A GSK3β phosphorylation site in axin modulates interaction with β-catenin and Tcf-mediated gene expression

Upon binding of a Wnt to its receptor, GSK3 beta is inhibited through an unknown mechanism involving Dishevelled (Dsh), resulting in the dephosphorylation and stabilization of beta-catenin, which translocates to the nucleus and interacts with Lef/Tcf transcription factors to activate target gene expression. Axin is a scaffold protein which binds beta-catenin and GSK3 beta (as well as several other proteins) and thus promotes the phosphorylation of beta-catenin. Here we report that Axin is phosphorylated on Ser and Thr residues in several regions in vivo while only one region (amino acids 600-672) is efficiently phosphorylated by GSK3 beta in vitro. Site-directed mutagenesis, together with in vitro and in vivo phosphorylation assays, demonstrates that Axin residues T609 and S614 are physiological GSK3 beta targets.

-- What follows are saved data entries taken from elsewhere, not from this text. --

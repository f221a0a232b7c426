//! JACK-backed routing
//!
//! Keeps a UI-side mirror of the gain matrix and forwards every change to
//! the real-time thread of the [`AudioEngine`]. Updates that do not fit in
//! the control queue are remembered and sent again on the next write or
//! UI tick.

use std::collections::{BTreeSet, HashMap};

use anyhow::Result;

use super::{GainMatrix, RoutingBackend};
use crate::audio::AudioEngine;
use crate::config::Config;
use crate::ipc::ControlMsg;

/// Mirror of the RT gain matrix plus the routes still owed to it
pub(crate) struct GainForwarder {
    /// Last gain set for every route
    mirror: GainMatrix,

    /// Input port name -> port index
    input_index: HashMap<String, usize>,

    /// Output port name -> port index
    output_index: HashMap<String, usize>,

    /// Names of routes whose last update did not reach the RT thread
    pending: BTreeSet<(String, String)>,
}

impl GainForwarder {
    pub(crate) fn new(inputs: &[String], outputs: &[String]) -> Self {
        let index = |names: &[String]| {
            names
                .iter()
                .enumerate()
                .map(|(i, name)| (name.clone(), i))
                .collect()
        };
        Self {
            mirror: GainMatrix::new(),
            input_index: index(inputs),
            output_index: index(outputs),
            pending: BTreeSet::new(),
        }
    }

    /// Port indices of a route, if both ports are registered
    pub(crate) fn resolve(&self, input: &str, output: &str) -> Option<(usize, usize)> {
        Some((
            *self.input_index.get(input)?,
            *self.output_index.get(output)?,
        ))
    }

    pub(crate) fn mirror(&self) -> &GainMatrix {
        &self.mirror
    }

    /// Number of routes waiting to be resent
    pub(crate) fn pending(&self) -> usize {
        self.pending.len()
    }

    /// Record a gain and forward it through `send`
    pub(crate) fn set<F>(&mut self, input: &str, output: &str, gain: f32, send: &mut F)
    where
        F: FnMut(ControlMsg) -> Result<()>,
    {
        self.mirror.set_volume(input, output, gain);

        if self.resolve(input, output).is_none() {
            log::warn!("No JACK route '{}' -> '{}', gain kept locally", input, output);
            return;
        }

        self.pending.insert((input.to_string(), output.to_string()));
        self.flush(send);
    }

    /// Resend every pending route, stopping at the first full queue
    pub(crate) fn flush<F>(&mut self, send: &mut F)
    where
        F: FnMut(ControlMsg) -> Result<()>,
    {
        while let Some(route) = self.pending.first().cloned() {
            let (input, output) = &route;
            let Some((input_idx, output_idx)) = self.resolve(input, output) else {
                self.pending.remove(&route);
                continue;
            };
            let msg = ControlMsg::SetGain {
                input: input_idx,
                output: output_idx,
                gain: self.mirror.get_volume(input, output),
            };
            if let Err(e) = send(msg) {
                log::warn!(
                    "Deferred {} gain update(s), first '{}' -> '{}': {}",
                    self.pending.len(),
                    input,
                    output,
                    e
                );
                return;
            }
            self.pending.remove(&route);
        }
    }
}

/// Routing backend driving a live JACK gain matrix
pub struct JackRouting {
    /// Running JACK client
    engine: AudioEngine,

    forwarder: GainForwarder,
}

impl JackRouting {
    /// Start the JACK client and push the persisted gains to it
    pub fn new(config: &Config) -> Result<Self> {
        let engine = AudioEngine::new(config)?;

        let mut routing = Self {
            engine,
            forwarder: GainForwarder::new(&config.inputs, &config.outputs),
        };

        for route in &config.gains {
            routing.set_volume(&route.input, &route.output, route.gain);
        }

        Ok(routing)
    }

    /// Stop the audio engine
    pub fn quit(&mut self) {
        self.engine.quit();
    }
}

impl RoutingBackend for JackRouting {
    fn get_volume(&self, input: &str, output: &str) -> f32 {
        self.forwarder.mirror().get_volume(input, output)
    }

    fn set_volume(&mut self, input: &str, output: &str, gain: f32) {
        let engine = &mut self.engine;
        self.forwarder
            .set(input, output, gain, &mut |msg| engine.send_control(msg));
    }

    fn routes(&self) -> Vec<(String, String, f32)> {
        self.forwarder.mirror().routes()
    }

    fn flush(&mut self) {
        if self.forwarder.pending() > 0 {
            let engine = &mut self.engine;
            self.forwarder.flush(&mut |msg| engine.send_control(msg));
        }
    }
}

Substitutions for one or more of these residues, which lie within a beta-catenin binding site, reduce the ability of Axin to modulate Wnt-induced signaling in a Lef/Tcf reporter assay. These amino acid substitutions also reduce the binding between Axin and beta-catenin. me propose a model in which inhibition of GSK3 beta activity upon Wnt signaling leads to the dephosphorylation of GSK3 beta sites in Axin, resulting in the release of beta-catenin from the phosphorylation complex. (C) 1999 Academic Press.